3. La présente directive est sans incidence sur les restrictions que le droit national des États membres impose pour le transfert des droits du créancier au titre d’un contrat de crédit non performant, ou la cession du contrat de crédit non performant lui-même, qui n’est pas échu ou qui l’est depuis moins de 90 jours, ou qui n’est pas résilié conformément au droit civil national.

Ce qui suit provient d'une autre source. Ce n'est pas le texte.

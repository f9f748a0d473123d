use std::fmt;

use chrono::{DateTime, Utc};
use serde::{Deserialize, Serialize};
use uuid::Uuid;

use crate::models::dto::request::{QuestionCreate, QuestionUpdate};

#[derive(Clone, Debug, PartialEq, Eq, Deserialize, Serialize)]
pub struct Question {
    pub id: String,
    pub quiz_id: String, // Owning quiz, never empty
    pub question_text: String,
    pub question_type: QuestionType,
    #[serde(default)]
    pub options: Vec<String>,
    #[serde(default)]
    pub correct_answer: Option<String>, // Answer key for choice questions, reference answer otherwise
    #[serde(default)]
    pub explanation: Option<String>,
    pub points: i32,
    pub order: i32,
    pub created_at: DateTime<Utc>,
    pub updated_at: DateTime<Utc>,
}

/// Discriminator for the question payload.
///
/// Stored and transmitted as a snake_case string. Stored strings this build
/// does not know are kept verbatim in `Unknown` so such records survive a
/// read. Request validation rejects `Unknown`, so the API never writes one.
#[derive(Clone, Debug, PartialEq, Eq, Hash, Deserialize, Serialize)]
#[serde(from = "String", into = "String")]
pub enum QuestionType {
    MultipleChoice,
    TrueFalse,
    ShortAnswer,
    Essay,
    Unknown(String),
}

impl QuestionType {
    pub const SUPPORTED: [&'static str; 4] = ["multiple_choice", "true_false", "short_answer", "essay"];

    pub fn as_str(&self) -> &str {
        match self {
            QuestionType::MultipleChoice => "multiple_choice",
            QuestionType::TrueFalse => "true_false",
            QuestionType::ShortAnswer => "short_answer",
            QuestionType::Essay => "essay",
            QuestionType::Unknown(raw) => raw,
        }
    }
}

impl From<String> for QuestionType {
    fn from(raw: String) -> Self {
        match raw.as_str() {
            "multiple_choice" => QuestionType::MultipleChoice,
            "true_false" => QuestionType::TrueFalse,
            "short_answer" => QuestionType::ShortAnswer,
            "essay" => QuestionType::Essay,
            _ => QuestionType::Unknown(raw),
        }
    }
}

impl From<QuestionType> for String {
    fn from(question_type: QuestionType) -> Self {
        match question_type {
            QuestionType::Unknown(raw) => raw,
            known => known.as_str().to_string(),
        }
    }
}

impl fmt::Display for QuestionType {
    fn fmt(&self, f: &mut fmt::Formatter<'_>) -> fmt::Result {
        f.write_str(self.as_str())
    }
}

impl Question {
    pub fn from_request(quiz_id: &str, request: QuestionCreate) -> Self {
        let now = Utc::now();
        Question {
            id: Uuid::new_v4().to_string(),
            quiz_id: quiz_id.to_string(),
            question_text: request.question_text,
            question_type: request.question_type,
            options: request.options,
            correct_answer: request.correct_answer,
            explanation: request.explanation,
            points: request.points,
            order: request.order,
            created_at: now,
            updated_at: now,
        }
    }

    /// Applies the fields present in `patch`; absent fields keep their value.
    /// A present `null` clears the answer or explanation.
    pub fn apply_update(&mut self, patch: QuestionUpdate) {
        if let Some(question_text) = patch.question_text {
            self.question_text = question_text;
        }
        if let Some(question_type) = patch.question_type {
            self.question_type = question_type;
        }
        if let Some(options) = patch.options {
            self.options = options;
        }
        if let Some(correct_answer) = patch.correct_answer {
            self.correct_answer = correct_answer;
        }
        if let Some(explanation) = patch.explanation {
            self.explanation = explanation;
        }
        if let Some(points) = patch.points {
            self.points = points;
        }
        if let Some(order) = patch.order {
            self.order = order;
        }
        self.updated_at = Utc::now();
    }
}
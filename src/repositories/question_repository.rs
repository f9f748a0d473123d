use async_trait::async_trait;
use futures::TryStreamExt;
use mongodb::{bson::doc, options::IndexOptions, Collection, IndexModel};

use crate::{
    db::Database,
    errors::{AppError, AppResult},
    models::domain::Question,
};

#[cfg_attr(test, mockall::automock)]
#[async_trait]
pub trait QuestionRepository: Send + Sync {
    async fn create(&self, question: Question) -> AppResult<Question>;
    async fn find_by_id(&self, id: &str) -> AppResult<Option<Question>>;
    /// Questions of one quiz, ordered by `order` then `created_at`.
    async fn find_by_quiz(&self, quiz_id: &str) -> AppResult<Vec<Question>>;
    /// Replaces the stored question with the same id. `NotFound` if none matched.
    async fn update(&self, question: Question) -> AppResult<Question>;
    async fn delete(&self, id: &str) -> AppResult<()>;
}

pub struct MongoQuestionRepository {
    collection: Collection<Question>,
}

impl MongoQuestionRepository {
    pub fn new(db: &Database, collection_name: &str) -> Self {
        let collection = db.get_collection(collection_name);
        Self { collection }
    }

    pub async fn ensure_indexes(&self) -> AppResult<()> {
        log::info!("Creating indexes for questions collection");

        let id_index = IndexModel::builder()
            .keys(doc! { "id": 1 })
            .options(
                IndexOptions::builder()
                    .unique(true)
                    .name("id_unique".to_string())
                    .build(),
            )
            .build();

        let quiz_index = IndexModel::builder()
            .keys(doc! { "quiz_id": 1, "order": 1 })
            .options(IndexOptions::builder().name("quiz_order".to_string()).build())
            .build();

        self.collection.create_index(id_index).await?;
        self.collection.create_index(quiz_index).await?;

        log::info!("Successfully created indexes for questions collection");
        Ok(())
    }
}

#[async_trait]
impl QuestionRepository for MongoQuestionRepository {
    async fn create(&self, question: Question) -> AppResult<Question> {
        self.collection.insert_one(&question).await?;
        Ok(question)
    }

    async fn find_by_id(&self, id: &str) -> AppResult<Option<Question>> {
        let question = self.collection.find_one(doc! { "id": id }).await?;
        Ok(question)
    }

    async fn find_by_quiz(&self, quiz_id: &str) -> AppResult<Vec<Question>> {
        let cursor = self
            .collection
            .find(doc! { "quiz_id": quiz_id })
            .sort(doc! { "order": 1, "created_at": 1 })
            .await?;
        let questions: Vec<Question> = cursor.try_collect().await?;
        Ok(questions)
    }

    async fn update(&self, question: Question) -> AppResult<Question> {
        let result = self
            .collection
            .replace_one(doc! { "id": &question.id }, &question)
            .await?;

        if result.matched_count == 0 {
            return Err(AppError::NotFound(format!(
                "Question with id '{}' not found",
                question.id
            )));
        }

        Ok(question)
    }

    async fn delete(&self, id: &str) -> AppResult<()> {
        let result = self.collection.delete_one(doc! { "id": id }).await?;

        if result.deleted_count == 0 {
            return Err(AppError::NotFound(format!(
                "Question with id '{}' not found",
                id
            )));
        }

        Ok(())
    }
}
use std::sync::Arc;

use validator::ValidationErrors;

use crate::{
    errors::{AppError, AppResult},
    models::{
        domain::Question,
        dto::request::{check_choices, QuestionCreate, QuestionUpdate},
    },
    repositories::{QuestionRepository, QuizRepository},
};

/// CRUD over question records. Authorization is the caller's job; see
/// `AccessValidator`.
pub struct QuestionGateway {
    questions: Arc<dyn QuestionRepository>,
    quizzes: Arc<dyn QuizRepository>,
}

impl QuestionGateway {
    pub fn new(questions: Arc<dyn QuestionRepository>, quizzes: Arc<dyn QuizRepository>) -> Self {
        Self { questions, quizzes }
    }

    pub async fn create(&self, quiz_id: &str, request: QuestionCreate) -> AppResult<Question> {
        if self.quizzes.find_by_id(quiz_id).await?.is_none() {
            return Err(AppError::NotFound(format!(
                "Quiz with id '{}' not found",
                quiz_id
            )));
        }

        let question = Question::from_request(quiz_id, request);
        let created = self.questions.create(question).await?;

        log::info!("Created question {} in quiz {}", created.id, quiz_id);
        Ok(created)
    }

    /// Absence is `Ok(None)` so callers can order the not-found and
    /// authorization checks themselves.
    pub async fn get(&self, question_id: &str) -> AppResult<Option<Question>> {
        self.questions.find_by_id(question_id).await
    }

    pub async fn list_for_quiz(&self, quiz_id: &str) -> AppResult<Vec<Question>> {
        self.questions.find_by_quiz(quiz_id).await
    }

    pub async fn update(&self, question_id: &str, patch: QuestionUpdate) -> AppResult<Question> {
        let mut question = self
            .questions
            .find_by_id(question_id)
            .await?
            .ok_or_else(|| {
                AppError::NotFound(format!("Question with id '{}' not found", question_id))
            })?;

        question.apply_update(patch);

        // The patch may have switched the type without supplying options.
        if let Err(err) = check_choices(&question.question_type, &question.options) {
            let mut errors = ValidationErrors::new();
            errors.add("options", err);
            return Err(errors.into());
        }

        let updated = self.questions.update(question).await?;
        log::info!("Updated question {}", updated.id);
        Ok(updated)
    }

    pub async fn delete(&self, question_id: &str) -> AppResult<()> {
        self.questions.delete(question_id).await?;
        log::info!("Deleted question {}", question_id);
        Ok(())
    }
}
pub mod health_handler;
pub mod question_handler;
pub mod quiz_handler;

use actix_web::web;

use crate::{auth::AuthMiddleware, errors::AppError};

pub use health_handler::{health_check, health_check_ready};
pub use question_handler::{create_question, delete_question, get_question, update_question};
pub use quiz_handler::{create_quiz, get_quiz, list_quiz_questions};

/// Registers every route. Health probes are public; `/api/v1` requires a
/// bearer token.
pub fn configure(cfg: &mut web::ServiceConfig) {
    cfg.app_data(json_config())
        .app_data(query_config())
        .service(health_check)
        .service(health_check_ready)
        .service(
            web::scope("/api/v1")
                .wrap(AuthMiddleware)
                .service(create_quiz)
                .service(get_quiz)
                .service(list_quiz_questions)
                .service(create_question)
                .service(get_question)
                .service(update_question)
                .service(delete_question),
        );
}

fn json_config() -> web::JsonConfig {
    web::JsonConfig::default()
        .limit(64 * 1024)
        .error_handler(|err, _req| AppError::ValidationError(err.to_string()).into())
}

fn query_config() -> web::QueryConfig {
    web::QueryConfig::default()
        .error_handler(|err, _req| AppError::ValidationError(err.to_string()).into())
}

4. La présente directive n’affecte pas les exigences prévues par le droit national des États membres en ce qui concerne la gestion des droits du créancier au titre d’un contrat de crédit, ou du contrat de crédit lui-même, lorsque l’acheteur du crédit est une entité de titrisation au sens de l’article 2, point 2), du règlement (UE) 2017/2402 du Parlement européen et du Conseil (20), dans la mesure où ce droit national:
| a) | n’affecte pas le niveau de protection des consommateurs prévu par la présente directive; |
| b) | garantit que les autorités compétentes reçoivent les informations nécessaires de la part des gestionnaires de crédits. |
5. La présente directive ne s’applique pas:
| a) | à la gestion des droits du créancier au titre d’un contrat de crédit, ou du contrat de crédit lui-même, effectuée par:
|
| b) | à la gestion des droits du créancier au titre d’un contrat de crédit, ou du contrat de crédit lui-même, qui n’a pas été émis par un établissement de crédit établi dans l’Union, sauf si les droits du créancier au titre du contrat de crédit ou le contrat de crédit lui-même sont remplacés par un contrat de crédit émis par un tel établissement de crédit; |
| c) | à l’achat des droits du créancier au titre d’un contrat de crédit non performant, ou du contrat de crédit non performant lui-même, par un établissement de crédit établi dans l’Union; |
| d) | au transfert des droits du créancier au titre d’un contrat de crédit, ou à la cession du contrat de crédit lui-même, transférés avant la date visée à l’article 32, paragraphe 2, premier alinéa. |
6. Les États membres peuvent exempter de l’application de la présente directive la gestion des droits des créanciers au titre d’un contrat de crédit, ou du contrat de crédit lui-même, effectuée par les notaires publics et les huissiers de justice au sens du droit national ou les avocats au sens de l’article 1er, paragraphe 2, point a), de la directive 98/5/CE du Parlement européen et du Conseil (21), lorsqu’ils exercent des activités de gestion de crédits dans le cadre de leur profession.